Monday, Feb. 05, 1973

Sacrament for the Sick

In real life as well as in countless novels, plays and films, the arrival of a priest to administer the Roman Catholic sacrament of extreme unction has long had an ominous meaning: the patient was virtually given up for dead. Those whose condition was not in fact so grave could be given a nasty turn by the sight of the priest with his vial of holy oil. Now Pope Paul VI has changed all that. The sacrament, called "the anointing of the sick" since Vatican II, will hereafter be used not only for those who are in imminent danger of death, but also for those who are seriously but not mortally ill.

Some of the new regulations seem simple conveniences. The holy oil need not be olive oil as heretofore required; any vegetable oil will do. No longer will the priest anoint all of the "five senses" (eyes, nostrils, mouth, ears, hands and feet). Instead he will anoint only the hands and forehead.

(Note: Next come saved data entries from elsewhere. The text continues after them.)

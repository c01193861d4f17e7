//! News server access
//!
//! The scanner and the bisection only ever talk to a [`NewsSource`]: one
//! stateful connection with a selected group. [`NntpSession`] is the production
//! implementation on top of `nntp-rs`; [`MemoryNewsServer`] serves articles from
//! memory for replaying captured overviews.

mod bisect;
mod memory;
mod session;

pub use bisect::date_to_article_number;
pub use memory::{MemoryNewsServer, MemorySession};
pub use session::{NntpSession, NntpSessionFactory};

use crate::error::Result;
use chrono::{DateTime, Utc};
use serde::{Deserialize, Serialize};

/// Article range of the selected group as reported by GROUP
#[derive(Clone, Copy, Debug, PartialEq, Eq, Serialize, Deserialize)]
pub struct GroupRange {
    /// Estimated number of articles
    pub count: u64,
    /// Lowest article number
    pub first: u64,
    /// Highest article number
    pub last: u64,
}

impl GroupRange {
    /// Whether the group holds no articles
    pub fn is_empty(&self) -> bool {
        self.count == 0 || self.last < self.first
    }
}

/// One overview (OVER/XOVER) row with headers already decoded
#[derive(Clone, Debug, PartialEq, Serialize, Deserialize)]
pub struct OverviewRow {
    /// Article number within the group
    pub article_number: u64,
    /// Decoded subject
    pub subject: String,
    /// Decoded From header
    pub poster: String,
    /// Parsed Date header, if it could be parsed
    pub date: Option<DateTime<Utc>>,
    /// Message-ID including angle brackets
    pub message_id: String,
    /// Article size in bytes (0 when the server omitted it)
    pub bytes: u64,
}

/// A single connection to a news server
///
/// Implementations keep one live connection and remember the selected group.
/// Reconnection after a dropped connection is the implementation's business;
/// retry and backoff belong to the caller.
#[async_trait::async_trait]
pub trait NewsSource: Send {
    /// Select a group and return its article range
    async fn select_group(&mut self, group: &str) -> Result<GroupRange>;

    /// Fetch overview rows for the inclusive range `start..=end` of the selected group
    async fn fetch_overview(&mut self, start: u64, end: u64) -> Result<Vec<OverviewRow>>;

    /// Post date of one article; `None` when the article is missing or undated
    async fn article_date(&mut self, article_number: u64) -> Result<Option<DateTime<Utc>>>;

    /// Current time on the server (DATE); defaults to the local clock
    async fn server_time(&mut self) -> Result<DateTime<Utc>> {
        Ok(Utc::now())
    }
}

/// Opens [`NewsSource`] connections, one per scan worker
#[async_trait::async_trait]
pub trait SessionFactory: Send + Sync {
    /// Open and authenticate a new connection
    async fn open(&self) -> Result<Box<dyn NewsSource>>;
}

Vatican liturgists pointed out that other changes, though seemingly minor, reduce the sometimes frightening "cloak of magic" that has surrounded the sacrament. The rite will no longer be given to persons who have died before the priest arrives, because the church now emphasizes that the recipient should have a positive faith in the sacrament's grace. Says liturgical expert Father Secondo Mazzarello: "The aim now is to comfort the sick person. Pain and sickness are seen as the problems of the entire man, body and soul together. The new rite gets away from the Platonic concept, which for centuries split man into body and soul."

Henceforth, the recipients of the anointing may even take their comfort communally. One change provides for the administering of the sacrament to "great gatherings of the faithful" during a Mass--for sick pilgrims at Lourdes, say, or patients in a hospital.